The bodies of ladybugs are scattered throughout the house, withering into wings that still shine through coats of dust, like drops of rusty old blood allowed to dry exactly as they fell. No one has been here to grind them into paprika or bury them under the many overlapping rugs, or build any tombs. No one has broken Rutledge’s curse or admitted to believing in it. The house is in-the-family but the nearest neighbor is a wolf sanctuary on the next Appalachian ridge.

I lost my job in October and no one minded that I came here because no one was here. You can always fall back on family, especially if they’re away. I wouldn’t be long though, just needed a rent-free space while I looked for the next thing.

I perch my empty suitcase on the spiral stack of old suitcases at the foot of the spiral stair. None of them look like mine, they are dusty, they are cracked, they are crocodile, they are unrelatable and unrepeatable, they are shades of green and yellow that nobody wants anymore.

Some ladybug wings lie single and apart and glow when the window brightens, then dim in unison like gaslight.

As I turn in bed the first night, the corner of the blanket sweeps the floor and they snag their way up and across the wooly fibers, and by morning the dotted shards suspend themselves in my jungely bob of hair.

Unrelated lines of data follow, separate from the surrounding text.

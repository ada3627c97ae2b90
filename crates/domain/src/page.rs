use serde::{Deserialize, Serialize};

use crate::{AccessGuard, Capability, Role};

/// Guarded pages of the product.
#[derive(Debug, Clone, Copy, PartialEq, Eq, Hash, Serialize, Deserialize)]
#[serde(rename_all = "snake_case")]
pub enum AppPage {
    /// Dashboard.
    Home,
    /// Appointment calendar.
    Agenda,
    /// Patient list.
    Patients,
    /// Single patient record.
    PatientDetail,
    /// WhatsApp messages.
    Messages,
    /// Financial reports.
    Reports,
    /// Company settings.
    Settings,
    /// Anamnesis form templates.
    AnamnesisTemplates,
    /// Practitioners management.
    Professionals,
    /// Services catalog.
    Services,
    /// Company users management.
    Users,
    /// Subscription plan.
    Plan,
    /// Own profile.
    Profile,
    /// Help center.
    Help,
    /// Platform operator dashboard.
    AdminPanel,
    /// Platform sales leads.
    AdminLeads,
    /// Platform companies.
    AdminCompanies,
}

const FULL: &[Role] = &[Role::Owner, Role::Admin];
const STAFF: &[Role] = &[Role::Owner, Role::Admin, Role::Pro, Role::Atendente];
const PLATFORM: &[Role] = &[Role::SuperAdmin];

impl AppPage {
    /// Returns the page path.
    #[must_use]
    pub fn path(&self) -> &'static str {
        match self {
            Self::Home => "/",
            Self::Agenda => "/agenda",
            Self::Patients => "/pacientes",
            Self::PatientDetail => "/pacientes/detalhe",
            Self::Messages => "/mensagens",
            Self::Reports => "/relatorios",
            Self::Settings => "/configuracoes",
            Self::AnamnesisTemplates => "/configuracoes/modelos-anamnese",
            Self::Professionals => "/profissionais",
            Self::Services => "/servicos",
            Self::Users => "/usuarios",
            Self::Plan => "/plano",
            Self::Profile => "/perfil",
            Self::Help => "/ajuda",
            Self::AdminPanel => "/admin",
            Self::AdminLeads => "/admin/leads",
            Self::AdminCompanies => "/admin/empresas",
        }
    }

    /// Returns the guard protecting this page.
    #[must_use]
    pub fn guard(&self) -> AccessGuard {
        match self {
            Self::Home => AccessGuard::allow(Role::all()),
            Self::Agenda => {
                AccessGuard::allow(Role::company_roles()).requiring(Capability::OpenAgenda)
            }
            Self::Patients | Self::PatientDetail => {
                AccessGuard::allow(Role::company_roles()).requiring(Capability::OpenPatients)
            }
            Self::Messages => {
                AccessGuard::allow(&[Role::Owner, Role::Admin, Role::Atendente, Role::Outro])
            }
            Self::Reports => AccessGuard::allow(&[Role::Owner, Role::Admin, Role::Outro])
                .requiring(Capability::FullFinancials),
            Self::Professionals => AccessGuard::allow(&[Role::Owner, Role::Admin, Role::Outro])
                .requiring(Capability::ProfessionalsMenu),
            Self::Services => {
                AccessGuard::allow(Role::company_roles()).requiring(Capability::OpenServices)
            }
            Self::Settings | Self::AnamnesisTemplates | Self::Users | Self::Plan => {
                AccessGuard::allow(FULL)
            }
            Self::Profile => AccessGuard::allow(STAFF),
            Self::Help => AccessGuard::allow(Role::company_roles()),
            Self::AdminPanel | Self::AdminLeads | Self::AdminCompanies => {
                AccessGuard::allow(PLATFORM)
            }
        }
    }

    /// Returns all guarded pages.
    #[must_use]
    pub fn all() -> &'static [Self] {
        const ALL: &[AppPage] = &[
            AppPage::Home,
            AppPage::Agenda,
            AppPage::Patients,
            AppPage::PatientDetail,
            AppPage::Messages,
            AppPage::Reports,
            AppPage::Settings,
            AppPage::AnamnesisTemplates,
            AppPage::Professionals,
            AppPage::Services,
            AppPage::Users,
            AppPage::Plan,
            AppPage::Profile,
            AppPage::Help,
            AppPage::AdminPanel,
            AppPage::AdminLeads,
            AppPage::AdminCompanies,
        ];

        ALL
    }

    /// Resolves the most specific guarded page for a browser path.
    ///
    /// Query strings and fragments are ignored. Unguarded paths such as the
    /// sign-in screen yield `None`.
    #[must_use]
    pub fn from_path(path: &str) -> Option<Self> {
        let path = path
            .split(['?', '#'])
            .next()
            .unwrap_or_default()
            .trim_end_matches('/');
        let path = if path.is_empty() { "/" } else { path };

        Self::all()
            .iter()
            .copied()
            .filter(|page| {
                let page_path = page.path();
                if page_path == "/" {
                    return path == "/";
                }
                path == page_path
                    || path
                        .strip_prefix(page_path)
                        .is_some_and(|rest| rest.starts_with('/'))
            })
            .max_by_key(|page| page.path().len())
    }
}

#[cfg(test)]
mod tests {
    use super::AppPage;
    use crate::{
        AccessDecision, Capability, DenialReason, GranularPermissions, GuardSettings, PolicyUser,
        Role,
    };

    fn user(role: Role) -> PolicyUser {
        PolicyUser::new("u-1", role).unwrap_or_else(|_| panic!("test"))
    }

    #[test]
    fn every_page_resolves_from_its_own_path() {
        for page in AppPage::all() {
            assert_eq!(AppPage::from_path(page.path()), Some(*page));
        }
    }

    #[test]
    fn most_specific_page_wins() {
        assert_eq!(
            AppPage::from_path("/pacientes/detalhe?id=42"),
            Some(AppPage::PatientDetail)
        );
        assert_eq!(
            AppPage::from_path("/configuracoes/modelos-anamnese/"),
            Some(AppPage::AnamnesisTemplates)
        );
        assert_eq!(AppPage::from_path("/admin/leads/7"), Some(AppPage::AdminLeads));
        assert_eq!(AppPage::from_path(""), Some(AppPage::Home));
    }

    #[test]
    fn unguarded_paths_resolve_to_nothing() {
        assert_eq!(AppPage::from_path("/signin"), None);
        assert_eq!(AppPage::from_path("/assinatura-orcamento"), None);
    }

    #[test]
    fn platform_operator_only_reaches_platform_pages_and_home() {
        let operator = user(Role::SuperAdmin);
        let settings = GuardSettings::default();
        for page in AppPage::all() {
            let granted = page.guard().evaluate(Some(&operator), None, &settings).is_granted();
            let expected = matches!(
                page,
                AppPage::Home | AppPage::AdminPanel | AppPage::AdminLeads | AppPage::AdminCompanies
            );
            assert_eq!(granted, expected, "{}", page.path());
        }
    }

    #[test]
    fn outro_needs_flags_for_flag_guarded_pages() {
        let settings = GuardSettings::default();
        let bare = user(Role::Outro);
        assert_eq!(
            AppPage::Agenda.guard().evaluate(Some(&bare), None, &settings),
            AccessDecision::Denied(DenialReason::MissingGrant(Capability::OpenAgenda))
        );

        let viewer = bare.clone().with_permissions(Some(GranularPermissions {
            agenda_visualizacao: true,
            ..GranularPermissions::default()
        }));
        assert!(AppPage::Agenda.guard().evaluate(Some(&viewer), None, &settings).is_granted());
        assert!(!AppPage::Services.guard().evaluate(Some(&viewer), None, &settings).is_granted());
    }

    #[test]
    fn professional_reaches_patients_but_not_reports() {
        let settings = GuardSettings::default();
        let pro = user(Role::Pro);
        assert!(AppPage::PatientDetail.guard().evaluate(Some(&pro), None, &settings).is_granted());
        assert!(AppPage::Services.guard().evaluate(Some(&pro), None, &settings).is_granted());
        assert_eq!(
            AppPage::Reports.guard().evaluate(Some(&pro), None, &settings),
            AccessDecision::Denied(DenialReason::RoleNotAllowed)
        );
        assert_eq!(
            AppPage::Messages.guard().evaluate(Some(&pro), None, &settings),
            AccessDecision::Denied(DenialReason::RoleNotAllowed)
        );
    }

    #[test]
    fn profile_excludes_outro() {
        let decision = AppPage::Profile
            .guard()
            .evaluate(Some(&user(Role::Outro)), None, &GuardSettings::default());
        assert_eq!(decision, AccessDecision::Denied(DenialReason::RoleNotAllowed));
    }

    #[test]
    fn guards_expose_their_roles_and_requirement() {
        let reports = AppPage::Reports.guard();
        assert_eq!(reports.allowed(), &[Role::Owner, Role::Admin, Role::Outro]);
        assert_eq!(reports.requirement(), Some(Capability::FullFinancials));

        let users = AppPage::Users.guard();
        assert_eq!(users.allowed(), &[Role::Owner, Role::Admin]);
        assert_eq!(users.requirement(), None);

        assert_eq!(AppPage::Home.guard().allowed(), Role::all());
    }
}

There must have been an infestation once, it could have been a decade ago, could have been last week.

There’s no hot water except what I can boil on the stove, so I keep still to never sweat, never bathe. There is no one to speak to, report to, no one to impress. The stillness feels like the only way to be, the only way to ever have been, and it was just a fluke that I ever worked and smiled forty hours a week. Forty hours is too vast a period for the human brain to comprehend. I fold myself into the blanket on the overstuffed yellow armchair in the corner of the living room. Century-old chairs and couches line the walls, and footstools crowd the middle of the room like the black eye of a susan. No one can walk between them anymore. Great Uncle Rutledge—or my great great, or plain uncle braided into the family yarn? He said everything he put here has to stay here, always, and after he died, the family still listened. They even seemed to add more—I could swear that leather ottoman is new. Great Uncle Barlow thought this was bullshit and he died of a heart attack while throwing boxes of lavender soap out the barn window.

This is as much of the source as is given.